UNDER CONSTRUCTION


This page contains a small selection from a variety of critical, theoretical, and dramaturgical texts written by Romeo Castellucci, Claudia Castellucci, and Chiara Guidi over the last twenty years. The majority of these texts are collected in the volume Les Pelerins du Matiere by the Castelluccis published by Les Solitaires Intempestifs.. Additional texts are selected from french critic Bruno Tackels' writings on the group, Les Castelluccis, the monograph Epitaph, the exhibition catalogue To Carthage then I Came and material. All are reproduced in abbreviated form from larger texts. (see references below)



AGAINST DIDACTICISM IN THE THEATRE

"The theatre that tries to produce resolution is unacceptable. It gives one the impression of being at school again. It is even worse, because this type of theatre wants to give us the truth that it calls the truth. Even Brecht has fallen in this crossing and this dogmatic pretension. It is more correct for the theatre to leave a disturbance. This is preferred because one demands thus that people help to continue the story, to produce the part that lacks."

-Romeo Castellucci in an interview with Bruno Tackels, trans. by Daniel Sack





ICONOCLASM

from "Le syndrome de Platon dans le Théâtre des Opérations" by Claudia Castellucci, June 20, 1995, trans. by Daniel Sack


"Our first preoccupation was to destroy that which exists, not out of a need for an empty space, but with the need for a rupture in the representation of the world as it was proposed to us. We need to recommence something from nothing. In effect, even if iconoclasm tackles the reduction of images, the word is not negative at all, it is positive. ... Iconoclasm does not signify the "anti-icon", nor "without icon", but "I break the icon". This is to say that it needs to be something that remains visible. This is why iconoclasm is always figurative."

"The icon is not a simple image. ... It is contiguous with military discourse, because it is an image that prepares and arranges, that unites and terrorises. It possesses this efficacy because of the effect which characterises the mechanism of the natural disaster. The flag counts among the most dense icons in history: for it one kills and sacrifices oneself."
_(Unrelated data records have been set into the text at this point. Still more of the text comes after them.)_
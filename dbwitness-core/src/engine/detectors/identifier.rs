//! Identifier detectors: email, UUID, phone, IPv4, URL.
//!
//! A column enters this pass when its type class is Text or its name
//! carries an identifier hint. Several detectors may fire on the same cell
//! (a URL embedding an IP reports both); distinct subtypes never collapse
//! during deduplication because the subtype is part of the full key.

use super::DetectorConfig;
use crate::engine::stream;
use crate::models::{Column, EntityClass, EvidenceRecord, Table, TypeClass};
use sqlx::SqlitePool;

/// Scans all identifier-eligible columns of a table.
///
/// Column-level streaming failures are logged and skip only that column;
/// the pass continues with the table's remaining columns.
pub(crate) async fn scan_table(
    pool: &SqlitePool,
    config: &DetectorConfig,
    table: &Table,
    identity_expr: &str,
    limit: Option<u32>,
) -> Vec<EvidenceRecord> {
    let mut records = Vec::new();

    for column in &table.columns {
        if !applies_to(column) {
            continue;
        }

        let rows =
            match stream::stream_column(pool, &table.name, &column.name, identity_expr, limit)
                .await
            {
                Ok(rows) => rows,
                Err(e) => {
                    tracing::warn!(
                        "Identifier pass skipping column '{}.{}': {}",
                        table.name,
                        column.name,
                        e
                    );
                    continue;
                }
            };

        for (rid, cell) in &rows {
            let Some(text) = cell.display_string() else {
                continue;
            };
            for (subtype, value) in scan_text(config, column, &text) {
                records.push(EvidenceRecord {
                    entity_type: EntityClass::Identifier,
                    subtype: subtype.to_string(),
                    value,
                    raw: None,
                    table: table.name.clone(),
                    rowid: rid.clone(),
                    column: column.name.clone(),
                });
            }
        }
    }

    records
}

/// Whether a column is eligible for the identifier pass.
fn applies_to(column: &Column) -> bool {
    column.type_class == TypeClass::Text
        || column.hints.email
        || column.hints.phone
        || column.hints.uuid
}

/// Runs every identifier detector over one cell, returning (subtype,
/// normalized value) pairs in detector order.
pub(crate) fn scan_text(
    config: &DetectorConfig,
    column: &Column,
    text: &str,
) -> Vec<(&'static str, String)> {
    let mut findings = Vec::new();

    for m in config.email_re.find_iter(text) {
        findings.push(("Email", m.as_str().to_string()));
    }

    // UUIDs are case-normalized to lowercase on output
    for m in config.uuid_re.find_iter(text) {
        findings.push(("UUID", m.as_str().to_lowercase()));
    }

    // Broad net: any digit makes a cell a phone candidate; the digit-count
    // filter discards the rest
    if (column.hints.phone || text.chars().any(|c| c.is_ascii_digit()))
        && let Some(normalized) = normalize_phone(text)
    {
        findings.push(("Phone", normalized));
    }

    for m in config.ipv4_re.find_iter(text) {
        findings.push(("IPv4", m.as_str().to_string()));
    }

    for m in config.url_re.find_iter(text) {
        findings.push(("URL", m.as_str().to_string()));
    }

    findings
}

/// Normalizes a phone candidate to `+` plus its digits.
///
/// Accepts only candidates whose digit count lies in [10, 15] (E.164);
/// everything else is discarded, not reported.
pub(crate) fn normalize_phone(text: &str) -> Option<String> {
    let digits: String = text.chars().filter(char::is_ascii_digit).collect();
    if digits.len() < 10 || digits.len() > 15 {
        return None;
    }
    Some(format!("+{}", digits))
}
"...The Baroque period, where there was an intimate line between representation and its rupture. ... The Baroque image is tumorous: the trick and the suspicion of its degenerance erodes the interior of the figure. I know that it is mad to affirm this and I am not able to, truly, but Raphael seems to me some sort of atypical cell of the Baroque metastase which ensued: perfect and tense on the surface, but intimately shaken to the core."

"...Iconoclasm is not an annihilation of forms, but a figurative transformation, a genuine transfiguration."
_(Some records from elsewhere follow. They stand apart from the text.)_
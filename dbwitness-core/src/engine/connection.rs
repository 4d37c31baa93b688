//! SQLite connection handling for evidence databases.
//!
//! Forensic images are file-based, so connection handling is simple: one
//! read-only connection per database, no pooling. In-memory databases are
//! supported for tests and harnesses.
//!
//! # Connection Modes
//! - File-based: `sqlite:///path/to/evidence.db` or a bare `.db`/`.sqlite` path
//! - In-memory: `sqlite::memory:` or `:memory:`

use super::Extractor;
use crate::Result;
use crate::engine::detectors::DetectorConfig;
use sqlx::SqlitePool;
use url::Url;

impl Extractor {
    /// Opens an evidence database read-only and prepares an extractor.
    ///
    /// # Connection String Formats
    /// - `sqlite:///path/to/evidence.db` - Absolute file path
    /// - `/path/to/evidence.db`, `./image.sqlite` - Bare file path
    /// - `sqlite::memory:` or `:memory:` - In-memory database
    ///
    /// # Errors
    /// Returns [`crate::error::DbWitnessError::Connection`] if the file is
    /// missing, corrupt, or encrypted, and a configuration error if the
    /// connection string format is invalid. A failed open aborts only this
    /// database's run; batch callers continue with their next database.
    pub async fn open(connection_string: &str) -> Result<Self> {
        validate_connection_string(connection_string)?;
        let pool = open_read_only(connection_string).await?;

        Ok(Self {
            pool,
            database_name: extract_database_name(connection_string),
            config: DetectorConfig::new(),
        })
    }

    /// Wraps an already-open pool (tests and harnesses that build their own
    /// fixture databases). The caller retains responsibility for the pool
    /// being exclusively owned for the duration of the run.
    pub fn from_pool(pool: SqlitePool, database_name: impl Into<String>) -> Self {
        Self {
            pool,
            database_name: database_name.into(),
            config: DetectorConfig::new(),
        }
    }

    /// Checks if the connection is to an in-memory database.
    pub fn is_in_memory(&self) -> bool {
        self.database_name == ":memory:"
    }

    /// Closes the connection gracefully.
    pub async fn close(&self) {
        self.pool.close().await;
    }
}

/// Validates a SQLite connection string format.
///
/// # Errors
/// Returns a configuration error if the string is neither `:memory:`, a
/// recognizable database file path, nor a `sqlite:` URL.
pub fn validate_connection_string(connection_string: &str) -> Result<()> {
    if connection_string == ":memory:" {
        return Ok(());
    }

    // Bare file path (e.g. "/evidence/msgstore.db")
    if connection_string.ends_with(".db")
        || connection_string.ends_with(".sqlite")
        || connection_string.ends_with(".sqlite3")
    {
        return Ok(());
    }

    if connection_string.starts_with("sqlite:") {
        if connection_string.contains(":memory:") || connection_string.contains("mode=memory") {
            return Ok(());
        }

        if let Ok(url) = Url::parse(connection_string) {
            if url.scheme() != "sqlite" {
                return Err(crate::error::DbWitnessError::configuration(
                    "Connection string must use sqlite:// scheme",
                ));
            }
            return Ok(());
        }

        if connection_string.starts_with("sqlite://") {
            return Ok(());
        }
    }

    Err(crate::error::DbWitnessError::configuration(
        "Invalid SQLite connection string: expected sqlite:// URL, database file path, or :memory:",
    ))
}

/// Extracts a display name for the database from the connection string.
pub(crate) fn extract_database_name(connection_string: &str) -> String {
    if connection_string == ":memory:" || connection_string.contains(":memory:") {
        return ":memory:".to_string();
    }

    if let Some(stripped) = connection_string.strip_prefix("sqlite://") {
        let path = stripped.split('?').next().unwrap_or(stripped);
        if let Some(filename) = path.rsplit('/').next()
            && !filename.is_empty()
        {
            return filename.to_string();
        }
    }

    if let Some(filename) = connection_string.rsplit('/').next()
        && !filename.is_empty()
    {
        return filename.to_string();
    }

    "main".to_string()
}

/// Opens a single read-only connection to the database.
///
/// Read-only is mandatory for file-based databases: the source image is a
/// forensic artifact and must never be mutated. In-memory databases are
/// opened writable (there is nothing to protect and fixtures need DDL).
async fn open_read_only(connection_string: &str) -> Result<SqlitePool> {
    use sqlx::sqlite::SqliteConnectOptions;
    use std::str::FromStr;

    let normalized = normalize_connection_string(connection_string);
    let in_memory = normalized.contains(":memory:") || normalized.contains("mode=memory");

    let mut options = SqliteConnectOptions::from_str(&normalized).map_err(|e| {
        crate::error::DbWitnessError::configuration(format!(
            "Invalid SQLite connection string: {}",
            e
        ))
    })?;

    if !in_memory {
        options = options.read_only(true);
    }

    let pool = sqlx::sqlite::SqlitePoolOptions::new()
        .max_connections(1)
        .connect_with(options)
        .await
        .map_err(crate::error::DbWitnessError::connection_failed)?;

    Ok(pool)
}

/// Normalizes a connection string to SQLite URL format.
fn normalize_connection_string(connection_string: &str) -> String {
    if connection_string == ":memory:" {
        return "sqlite::memory:".to_string();
    }

    if connection_string.starts_with("sqlite:") {
        return connection_string.to_string();
    }

    format!("sqlite://{}", connection_string)
}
"The iconoclastic orientation of the theatre is a movement towards the essence, a step towards the essential. The essence, this is the bios, the full biological movement of the work, its fomenting heat and its seductive capacity...That which is not vital for the body of the theatre should be remorselessly discarded...In essence, one does not want to speak of synthesis, but of a resulting intimacy: Not of the situation of our place in the world, but of the world in us, living among the living."



THE ANIMAL BEING ON STAGE

Selections from the text of the same name by Romeo Castellucci, translated by Carolina Melis, Valentina Valentini, and Ric Allsopp. For the complete text, please visit http://www.e-state.org.uk

"Each theatre work I face assumes, for me, an organic quality which moves towards its own specific animality - I can summarize it in an animal form. This is an Aristotelian way of considering theatre. A good performance should condense itself in an image, the image of an organism, of an animal."

"...Matter is the ultimate reality. It is understood as holding the least possible communication. This is what is of interest to me: to communiciate as little as possible. And the lowest level of possible communication is the matter's surface. In this sense, paradoxically, it is a theatre made of surfaces, searching for emotion."
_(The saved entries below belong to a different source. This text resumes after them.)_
//! Library module for dbwitness-extract
//!
//! This module exposes the CLI surface and output writers for testing
//! purposes. The main binary functionality is in main.rs.

pub mod output;

use clap::Parser;
use dbwitness_core::{EntityClass, ExtractionRequest, Result};
use std::collections::BTreeSet;
use std::path::PathBuf;

/// CLI argument structure
#[derive(Parser)]
#[command(name = "dbwitness-extract")]
#[command(about = "Forensic ground-truth extraction from SQLite databases")]
#[command(version)]
#[command(long_about = "
dbwitness-extract - Forensic ground-truth extraction

Scans every user table of a SQLite database for three evidence classes:
- Identifier: emails, phone numbers, UUIDs, IPv4 addresses, URLs
- Temporal:   Unix-epoch instants (seconds or milliseconds) and ISO-8601 text
- Relational: id-like column pairs implying record-to-record links

Every record carries exact provenance (table, column, row identity). The
database is opened read-only and is never mutated.

EXAMPLES:
  dbwitness-extract msgstore.db
  dbwitness-extract --entities identifier,temporal --out gt.csv sms.db
  dbwitness-extract --limit 100 --out preview.json huge.db
")]
pub struct Cli {
    /// Path to the evidence database (.db/.sqlite file or sqlite:// URL)
    #[arg(help = "SQLite database to scan")]
    pub database: String,

    /// Entity classes to extract
    #[arg(
        long,
        default_value = "all",
        help = "Comma list: identifier,temporal,relational or 'all'"
    )]
    pub entities: String,

    /// Output file path
    #[arg(
        short,
        long,
        default_value = "ground_truth.json",
        help = "Output file path (.json or .csv)"
    )]
    pub out: PathBuf,

    /// Per-column scan limit
    #[arg(long, help = "Optional per-column row limit for quick previews")]
    pub limit: Option<u32>,

    /// Increase verbosity
    #[arg(
        short,
        long,
        action = clap::ArgAction::Count,
        help = "Increase verbosity (-v, -vv)"
    )]
    pub verbose: u8,

    /// Suppress output
    #[arg(short, long, help = "Suppress all output except errors")]
    pub quiet: bool,
}

/// Builds an extraction request from the `--entities` argument.
///
/// # Errors
/// Returns a configuration error when the argument names an unknown
/// entity class.
pub fn parse_request(entities: &str, limit: Option<u32>) -> Result<ExtractionRequest> {
    let mut request = if entities.trim().eq_ignore_ascii_case("all") {
        ExtractionRequest::all()
    } else {
        let classes = entities
            .split(',')
            .map(str::parse::<EntityClass>)
            .collect::<Result<BTreeSet<_>>>()?;
        ExtractionRequest::for_classes(classes)
    };
    request.limit = limit;
    Ok(request)
}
"The pre-tragic western theatre tradition has been compltely forgotten, cancelled, erased. It has been erased because it involves a theatre connected to matter and to that which matter generates....Since its beginnings theatre has contained a theological problem: the problem of God's presence, a presence which moves through theatre. For westerners, theatre was born as God died. It is clear that the animal plays a fundamental role in the relationship between theatre and God's death. In the moment that the animal disappeared from the scene, tragedy was born."

"The polemical gesture we make regarding Attic tragedy consistes in bringing the animal back on stage....Pre-tragic theatre signifies, a priori, an infantile theatre, in which 'infantility' refers to a condition beyond language."

"...Now the actor's body seeks to be poor-of-world; its original 'being there' allowing an exact entrance....Humans and animals signal literally what they want to say before opening their mouths."

"...The body is a passage, an exit, a resolution of tragic writing where there are no distinctions. An animal about to be slaughtered is a metaphor that most suits each character in tragedy."

"...We're in front of what is there. Even if I do not understand it. It is the visual narrative. It is the phantom's primary act. The arrival of infancy (Latin infans = unable to speak). Materially, the body on stage is already perfect."

"...On stage, the animal is comfortable (being not perfectible) in the confidence of its own body; at the same time it feels uncomfortable in its surroundings. The device of technique cannot be used by the animal, as it already possesses teh greatest device: to be alienated on stage, immobile, in an alert state."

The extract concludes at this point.